* [Assigned task] Reprint every entry, character for character.

***** Raw data

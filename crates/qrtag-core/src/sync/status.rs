//! Sync status snapshots and user notices

use std::fmt;

use tokio::sync::watch;
use tokio::task::JoinHandle;

use crate::models::OperationKind;
use crate::services::StorageMode;
use crate::state::SyncState;

/// What presentation shows about synchronization
#[derive(Debug, Clone, Default, PartialEq, Eq)]
pub struct SyncStatus {
    pub state: SyncState,
    /// Queued and in-flight operations
    pub pending_count: u64,
    pub dead_letter_count: u64,
    /// Completion of the last pass that ran without errors (Unix ms)
    pub last_sync_at: Option<i64>,
    pub last_error: Option<String>,
    pub passes_completed: u64,
    pub online: bool,
    pub storage_mode: StorageMode,
}

impl SyncStatus {
    /// Nothing left to send and nothing waiting for the user
    #[must_use]
    pub const fn is_settled(&self) -> bool {
        self.pending_count == 0 && self.dead_letter_count == 0
    }
}

/// Something the user should be told about
#[derive(Debug, Clone, PartialEq, Eq)]
pub enum SyncNotice {
    /// The remote refused a change; the local write was rolled back
    Rejected {
        local_id: i64,
        kind: OperationKind,
        entity: String,
        reason: String,
    },
    /// A change ran out of retries and waits in dead-letter
    Abandoned {
        local_id: i64,
        kind: OperationKind,
        attempts: u32,
        reason: String,
    },
    /// The bearer token was refused; sign in again
    SessionExpired,
}

impl fmt::Display for SyncNotice {
    fn fmt(&self, f: &mut fmt::Formatter<'_>) -> fmt::Result {
        match self {
            Self::Rejected {
                local_id,
                kind,
                entity,
                reason,
            } => write!(f, "{kind} #{local_id} for {entity} was rejected: {reason}"),
            Self::Abandoned {
                local_id,
                kind,
                attempts,
                reason,
            } => write!(
                f,
                "{kind} #{local_id} gave up after {attempts} attempts: {reason}"
            ),
            Self::SessionExpired => f.write_str("Session expired, sign in again to keep syncing"),
        }
    }
}

/// Handle for a status callback; dropping it unsubscribes
pub struct Subscription {
    task: JoinHandle<()>,
}

impl Subscription {
    /// Call `callback` with the current status and with every change after it
    pub(crate) fn spawn<F>(mut receiver: watch::Receiver<SyncStatus>, mut callback: F) -> Self
    where
        F: FnMut(&SyncStatus) + Send + 'static,
    {
        let current = receiver.borrow_and_update().clone();
        callback(&current);
        let task = tokio::spawn(async move {
            while receiver.changed().await.is_ok() {
                let status = receiver.borrow_and_update().clone();
                callback(&status);
            }
        });
        Self { task }
    }

    pub fn unsubscribe(self) {
        drop(self);
    }
}

impl Drop for Subscription {
    fn drop(&mut self) {
        self.task.abort();
    }
}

**********

* [Completed exercise]
filename crates/qrtag-core/src/sync/status.rs
//! Sync status snapshots and user notices

use std::fmt;

use tokio::sync::watch;
use tokio::task::JoinHandle;

use crate::models::OperationKind;
use crate::services::StorageMode;
use crate::state::SyncState;

/// What presentation shows about synchronization
#[derive(Debug, Clone, Default, PartialEq, Eq)]
pub struct SyncStatus {
    pub state: SyncState,
    /// Queued and in-flight operations
    pub pending_count: u64,
    pub dead_letter_count: u64,
    /// Completion of the last pass that ran without errors (Unix ms)
    pub last_sync_at: Option<i64>,
    pub last_error: Option<String>,
    pub passes_completed: u64,
    pub online: bool,
    pub storage_mode: StorageMode,
}

impl SyncStatus {
    /// Nothing left to send and nothing waiting for the user
    #[must_use]
    pub const fn is_settled(&self) -> bool {
        self.pending_count == 0 && self.dead_letter_count == 0
    }
}

/// Something the user should be told about
#[derive(Debug, Clone, PartialEq, Eq)]
pub enum SyncNotice {
    /// The remote refused a change; the local write was rolled back
    Rejected {
        local_id: i64,
        kind: OperationKind,
        entity: String,
        reason: String,
    },
    /// A change ran out of retries and waits in dead-letter
    Abandoned {
        local_id: i64,
        kind: OperationKind,
        attempts: u32,
        reason: String,
    },
    /// The bearer token was refused; sign in again
    SessionExpired,
}

impl fmt::Display for SyncNotice {
    fn fmt(&self, f: &mut fmt::Formatter<'_>) -> fmt::Result {
        match self {
            Self::Rejected {
                local_id,
                kind,
                entity,
                reason,
            } => write!(f, "{kind} #{local_id} for {entity} was rejected: {reason}"),
            Self::Abandoned {
                local_id,
                kind,
                attempts,
                reason,
            } => write!(
                f,
                "{kind} #{local_id} gave up after {attempts} attempts: {reason}"
            ),
            Self::SessionExpired => f.write_str("Session expired, sign in again to keep syncing"),
        }
    }
}

/// Handle for a status callback; dropping it unsubscribes
pub struct Subscription {
    task: JoinHandle<()>,
}

impl Subscription {
    /// Call `callback` with the current status and with every change after it
    pub(crate) fn spawn<F>(mut receiver: watch::Receiver<SyncStatus>, mut callback: F) -> Self
    where
        F: FnMut(&SyncStatus) + Send + 'static,
    {
        let current = receiver.borrow_and_update().clone();
        callback(&current);
        let task = tokio::spawn(async move {
            while receiver.changed().await.is_ok() {
                let status = receiver.borrow_and_update().clone();
                callback(&status);
            }
        });
        Self { task }
    }

    pub fn unsubscribe(self) {
        drop(self);
    }
}

impl Drop for Subscription {
    fn drop(&mut self) {
        self.task.abort();
    }
}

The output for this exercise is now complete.